For better insight on the issue, she points to research by Walter Wink, a professor at Auburn Theological Seminary in New York whose article, “Biblical Perspectives on Homosexuality,” was published in Christian Century.
“No more divisive issue faces the churches of this country today,” writes Wink, “than the question of ordaining homosexuals. Like the issue of slavery a century ago, it has the potential for splitting entire denominations. And like the issue of slavery, the argument revolves around the interpretation of Scripture. What does the Bible say about homosexuality, and how are we to apply it to this tormented question?
Wink says that three of the so-called “clobber verses” are actually referring to homosexual rape, gang rape, or another unclear interpretation and should be therefore dismissed.
The three remaining references are unequivocal.
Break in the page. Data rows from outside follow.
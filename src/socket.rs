use std::{
    io,
    net::{IpAddr, SocketAddr},
    os::fd::AsRawFd as _,
};

use log::{debug, info, warn};
use tokio::io::{unix::AsyncFd, Interest, Ready};

use crate::errqueue::{self, ExtendedSocketError};

pub enum Received {
    Datagram(usize),
    // Extended error and the length of the original datagram fragment.
    Error(ExtendedSocketError, usize),
}

/// Public side of the tunnel: a UDP socket that also reports queued delivery errors.
pub trait DatagramSocket {
    async fn recv(&mut self, buf: &mut [u8]) -> Result<Received, io::Error>;
    async fn send_to(&mut self, buf: &[u8], addr: SocketAddr) -> Result<usize, io::Error>;
}

pub struct UdpEndpoint {
    socket: AsyncFd<socket2::Socket>,
    local_addr: SocketAddr,
}

impl UdpEndpoint {
    pub fn open(listen_ip: IpAddr, port: u16) -> Result<UdpEndpoint, io::Error> {
        let listen_addr = SocketAddr::new(listen_ip, port);
        let socket = socket2::Socket::new(
            socket2::Domain::for_address(listen_addr),
            socket2::Type::DGRAM,
            Some(socket2::Protocol::UDP),
        )?;
        match listen_ip {
            IpAddr::V4(_) => {
                Self::setsockopt_bool(&socket, libc::SOL_IP, libc::IP_RECVERR, true)?;
            }
            IpAddr::V6(_) => {
                socket.set_only_v6(true)?;
                Self::setsockopt_bool(&socket, libc::SOL_IPV6, libc::IPV6_RECVERR, true)?;
            }
        }
        socket.set_nonblocking(true)?;
        if let Err(err) = socket.bind(&listen_addr.into()) {
            log::error!("Failed to bind UDP socket to {listen_addr}: {err}");
            return Err(err);
        }
        let local_addr = match socket.local_addr()?.as_socket() {
            Some(local_addr) => local_addr,
            None => listen_addr,
        };
        info!("Listening on {local_addr}");

        let socket = AsyncFd::with_interest(
            socket,
            Interest::READABLE | Interest::WRITABLE | Interest::ERROR,
        )?;
        Ok(UdpEndpoint { socket, local_addr })
    }

    pub fn local_addr(&self) -> SocketAddr {
        self.local_addr
    }

    fn setsockopt_bool(
        socket: &socket2::Socket,
        level: libc::c_int,
        name: libc::c_int,
        value: bool,
    ) -> Result<(), io::Error> {
        let value = if value {
            1 as libc::c_int
        } else {
            0 as libc::c_int
        };
        match unsafe {
            libc::setsockopt(
                socket.as_raw_fd(),
                level,
                name,
                std::ptr::from_ref(&value).cast(),
                std::mem::size_of_val(&value) as libc::socklen_t,
            )
        } {
            0 => Ok(()),
            _ => Err(io::Error::last_os_error()),
        }
    }

    /// Receives one datagram, returning its full length even if it didn't fit into `buf`.
    fn recv_datagram(socket: &socket2::Socket, buf: &mut [u8]) -> Result<usize, io::Error> {
        let result = unsafe {
            libc::recv(
                socket.as_raw_fd(),
                buf.as_mut_ptr().cast(),
                buf.len(),
                libc::MSG_DONTWAIT | libc::MSG_TRUNC,
            )
        };
        if result >= 0 {
            Ok(result as usize)
        } else {
            Err(io::Error::last_os_error())
        }
    }

    fn is_async_error(err: &io::Error) -> bool {
        matches!(
            err.raw_os_error(),
            Some(
                libc::ECONNREFUSED
                    | libc::EHOSTUNREACH
                    | libc::ENETUNREACH
                    | libc::EHOSTDOWN
                    | libc::ENETDOWN
                    | libc::EPROTO
            )
        )
    }
}

impl DatagramSocket for UdpEndpoint {
    async fn recv(&mut self, buf: &mut [u8]) -> Result<Received, io::Error> {
        loop {
            // The error queue only signals EPOLLERR, so wait for either condition.
            let mut guard = self
                .socket
                .ready(Interest::READABLE | Interest::ERROR)
                .await?;
            if guard.ready().is_error() {
                match errqueue::recv_error(self.socket.as_raw_fd(), buf) {
                    Ok((err, length)) => return Ok(Received::Error(err, length)),
                    Err(err) if err.kind() == io::ErrorKind::WouldBlock => {
                        guard.clear_ready_matching(Ready::ERROR);
                    }
                    Err(err) => return Err(err),
                }
            }
            if !guard.ready().is_readable() {
                continue;
            }
            match guard.try_io(|socket| Self::recv_datagram(socket.get_ref(), buf)) {
                Ok(Ok(length)) if length > buf.len() => {
                    debug!(
                        "Dropping {length}-byte datagram, larger than {} byte buffer",
                        buf.len()
                    );
                    continue;
                }
                Ok(Ok(length)) => return Ok(Received::Datagram(length)),
                Ok(Err(err)) => {
                    // A pending error fails the next receive with its errno.
                    match errqueue::recv_error(self.socket.as_raw_fd(), buf) {
                        Ok((ext_err, length)) => {
                            debug!("Receive failed with {err}, error queue has {ext_err}");
                            return Ok(Received::Error(ext_err, length));
                        }
                        Err(_) => return Err(err),
                    }
                }
                Err(_would_block) => continue,
            }
        }
    }

    async fn send_to(&mut self, buf: &[u8], addr: SocketAddr) -> Result<usize, io::Error> {
        let addr = socket2::SockAddr::from(addr);
        let mut retried = false;
        loop {
            let mut guard = self.socket.writable().await?;
            match guard.try_io(|socket| socket.get_ref().send_to(buf, &addr)) {
                Ok(Ok(sent)) => return Ok(sent),
                Ok(Err(err)) if Self::is_async_error(&err) && !retried => {
                    // Reported for an earlier datagram; the error queue keeps the details.
                    warn!("Send to {} reported an earlier failure: {err}", self.local_addr);
                    retried = true;
                }
                Ok(Err(err)) => return Err(err),
                Err(_would_block) => continue,
            }
        }
    }
}
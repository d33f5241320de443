//! Subagent factory integration tests: mixed outcomes, artifacts, context store

mod support;

use std::sync::Arc;
use std::time::Duration;

use skipper_core::paths::sha256_hex;
use skipper_core::subagent::{is_valid_batch_id, is_valid_task_id};
use skipper_core::{
    BatchReport, CompletionClient, EditorStore, FactoryDeps, FactoryInput, Manager, RunContext,
};
use support::{start_mock_llm_server_with, Scenario};

fn deps_for(server_endpoint: &str, editor_root: &tempfile::TempDir) -> FactoryDeps {
    FactoryDeps {
        client: Arc::new(CompletionClient::from_parts(server_endpoint, "test-key")),
        editor: Arc::new(EditorStore::with_root(editor_root.path().to_path_buf())),
        default_model: "m-test".to_string(),
        system_prompt: "You are the batch parent.".to_string(),
        experimental: false,
        child_depth: 1,
    }
}

#[tokio::test]
async fn batch_with_mixed_outcomes() {
    // Worker requests are concurrent, so responses are matched on the task
    // text instead of arrival order.
    let server = start_mock_llm_server_with(|body| {
        if body.contains("task B") {
            Scenario::Delayed(3_000, Box::new(Scenario::Text("too late".into())))
        } else if body.contains("task C") {
            Scenario::Text(String::new())
        } else {
            Scenario::Text("did task A".into())
        }
    });

    let editor_root = tempfile::tempdir().unwrap();
    let out_dir = tempfile::tempdir().unwrap();
    let manager = Manager::new();

    let input = FactoryInput {
        task_list_name: "mixed".into(),
        mega_prompt: "task A\n---TASK---\ntask B\n---TASK---\ntask C".into(),
        split_symbol: "---TASK---".into(),
        max_concurrency: 2,
        timeout_sec: 1,
        ttl_seconds: 60,
        output_dir: out_dir.path().to_string_lossy().into_owned(),
        ..Default::default()
    };

    let report = manager
        .run_factory(&RunContext::new(), input, deps_for(&server.endpoint, &editor_root))
        .await
        .expect("batch runs");

    assert!(is_valid_batch_id(&report.batch_id));
    assert_eq!(report.task_list_name, "mixed");
    assert_eq!(report.total_started, 3);
    assert_eq!(report.noerror.len(), 1);
    assert_eq!(report.failed.len(), 1);
    assert_eq!(report.unknown.len(), 1);
    assert_eq!(
        report.noerror.len() + report.failed.len() + report.unknown.len(),
        report.total_started
    );

    assert!(report.noerror[0].task_id.starts_with("001_"));
    assert_eq!(report.failed[0].error_code, "timeout");
    assert!(report.failed[0].task_id.starts_with("002_"));
    assert_eq!(report.unknown[0].error_code, "empty_output");
    assert!(report.unknown[0].task_id.starts_with("003_"));

    for brief in report
        .noerror
        .iter()
        .chain(&report.failed)
        .chain(&report.unknown)
    {
        assert!(is_valid_task_id(&brief.task_id), "{}", brief.task_id);
        assert!(!brief.output_file.is_empty());
        let body = std::fs::read_to_string(&brief.output_file).expect("task file exists");
        assert_eq!(sha256_hex(&body), brief.output_hash);
        assert!(body.starts_with(&format!("TaskID: {}", brief.task_id)));
    }

    // report.json is pretty-printed and parses back to the same report.
    assert!(!report.report_file_path.is_empty());
    let raw = std::fs::read_to_string(&report.report_file_path).unwrap();
    assert!(raw.contains("\n  \"batch_id\""));
    let parsed: BatchReport = serde_json::from_str(&raw).unwrap();
    assert_eq!(parsed.batch_id, report.batch_id);
    assert_eq!(parsed.total_started, 3);
    assert_eq!(parsed.failed[0].error_code, "timeout");

    manager.close();
}

#[tokio::test]
async fn successful_batch_and_consumed_context() {
    let server = start_mock_llm_server_with(|_| Scenario::Text("all done here".into()));
    let editor_root = tempfile::tempdir().unwrap();
    let out_dir = tempfile::tempdir().unwrap();
    let manager = Manager::new();

    let input = FactoryInput {
        task_list_name: "Happy Path".into(),
        mega_prompt: "alpha\n---TASK---\nbeta".into(),
        split_symbol: "---TASK---".into(),
        max_concurrency: 2,
        timeout_sec: 120,
        ttl_seconds: 60,
        output_dir: out_dir.path().to_string_lossy().into_owned(),
        ..Default::default()
    };

    let report = manager
        .run_factory(&RunContext::new(), input, deps_for(&server.endpoint, &editor_root))
        .await
        .unwrap();

    assert_eq!(report.task_list_name, "happy_path");
    assert_eq!(report.noerror.len(), 2);
    assert!(report.failed.is_empty());
    assert!(report.unknown.is_empty());

    let task_id = report.noerror[0].task_id.clone();
    let summary = manager
        .task_context_summary(&task_id, true)
        .await
        .expect("context available");
    assert!(summary.starts_with(&format!("TaskID: {}", task_id)));
    assert!(summary.contains("Status: NOERROR"));
    assert!(summary.contains("OutputHash: "));
    assert!(summary.contains("LastOutputSnippet: "));

    let err = manager
        .task_context_summary(&task_id, true)
        .await
        .unwrap_err();
    assert!(err
        .to_string()
        .contains(&format!("task context not found: {}", task_id)));

    // The sibling task was not consumed.
    assert!(manager
        .task_context_summary(&report.noerror[1].task_id, false)
        .await
        .is_ok());

    manager.close();
}

#[tokio::test]
async fn empty_mega_prompt_is_rejected_before_any_work() {
    let server = start_mock_llm_server_with(|_| Scenario::Text("unused".into()));
    let editor_root = tempfile::tempdir().unwrap();
    let manager = Manager::new();

    let input = FactoryInput {
        mega_prompt: "   \n  ".into(),
        ..Default::default()
    };
    let err = manager
        .run_factory(&RunContext::new(), input, deps_for(&server.endpoint, &editor_root))
        .await
        .unwrap_err();
    assert!(err.to_string().contains("mega_prompt is required"));

    manager.close();
}

#[tokio::test]
async fn missing_model_everywhere_is_a_config_error() {
    let server = start_mock_llm_server_with(|_| Scenario::Text("unused".into()));
    let editor_root = tempfile::tempdir().unwrap();
    let manager = Manager::new();

    let mut deps = deps_for(&server.endpoint, &editor_root);
    deps.default_model = String::new();
    let input = FactoryInput {
        mega_prompt: "one task".into(),
        ..Default::default()
    };
    let err = manager
        .run_factory(&RunContext::new(), input, deps)
        .await
        .unwrap_err();
    assert!(err.to_string().contains("model is empty"));

    manager.close();
}

#[tokio::test]
async fn canceled_parent_scope_classifies_workers_as_canceled() {
    let server = start_mock_llm_server_with(|_| {
        Scenario::Delayed(2_000, Box::new(Scenario::Text("late".into())))
    });
    let editor_root = tempfile::tempdir().unwrap();
    let out_dir = tempfile::tempdir().unwrap();
    let manager = Manager::new();

    let ctx = RunContext::new();
    let canceller = ctx.clone();
    tokio::spawn(async move {
        tokio::time::sleep(Duration::from_millis(200)).await;
        canceller.cancel();
    });

    let input = FactoryInput {
        mega_prompt: "solo task".into(),
        timeout_sec: 120,
        ttl_seconds: 60,
        output_dir: out_dir.path().to_string_lossy().into_owned(),
        ..Default::default()
    };
    let report = manager
        .run_factory(&ctx, input, deps_for(&server.endpoint, &editor_root))
        .await
        .unwrap();

    assert_eq!(report.failed.len(), 1);
    assert_eq!(report.failed[0].error_code, "canceled");

    manager.close();
}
Leviticus 20:13 states, “If a man lies with a male as with a woman, both of them have committed an abomination; they shall be put to death, their blood is upon them.”
Really? God is sanctioning murder for homosexual sex?
Those words have been wrestled with for decades, if not centuries, by religious conservatives. They take us to the heart of the theological dilemma – is every part of the Bible – especially in the Old Testament – the true word of God? Or do many of those words and ideas reflect the social, cultural, political, and educational times in which they were recorded?
All of which presupposes a belief in God that many people don’t share.
Wink’s conclusion is a balm on such, dissension.
“The fact is,” he writes, “that there is, behind the legal tenor of Scripture, an even deeper tenor, articulated by Israel out of the experience of the Exodus and brought to sublime embodiment in Jesus’s identification with harlots, tax collectors, the diseased and maimed and outcast and poor. It is that God sides with the powerless, God liberates the oppressed, God suffers with the suffering and groans toward the reconciliation of all things. In the light of that supernal compassion, whatever our position on gays, the gospel’s imperative to love, care for, and be identified with their sufferings is unmistakably clear.”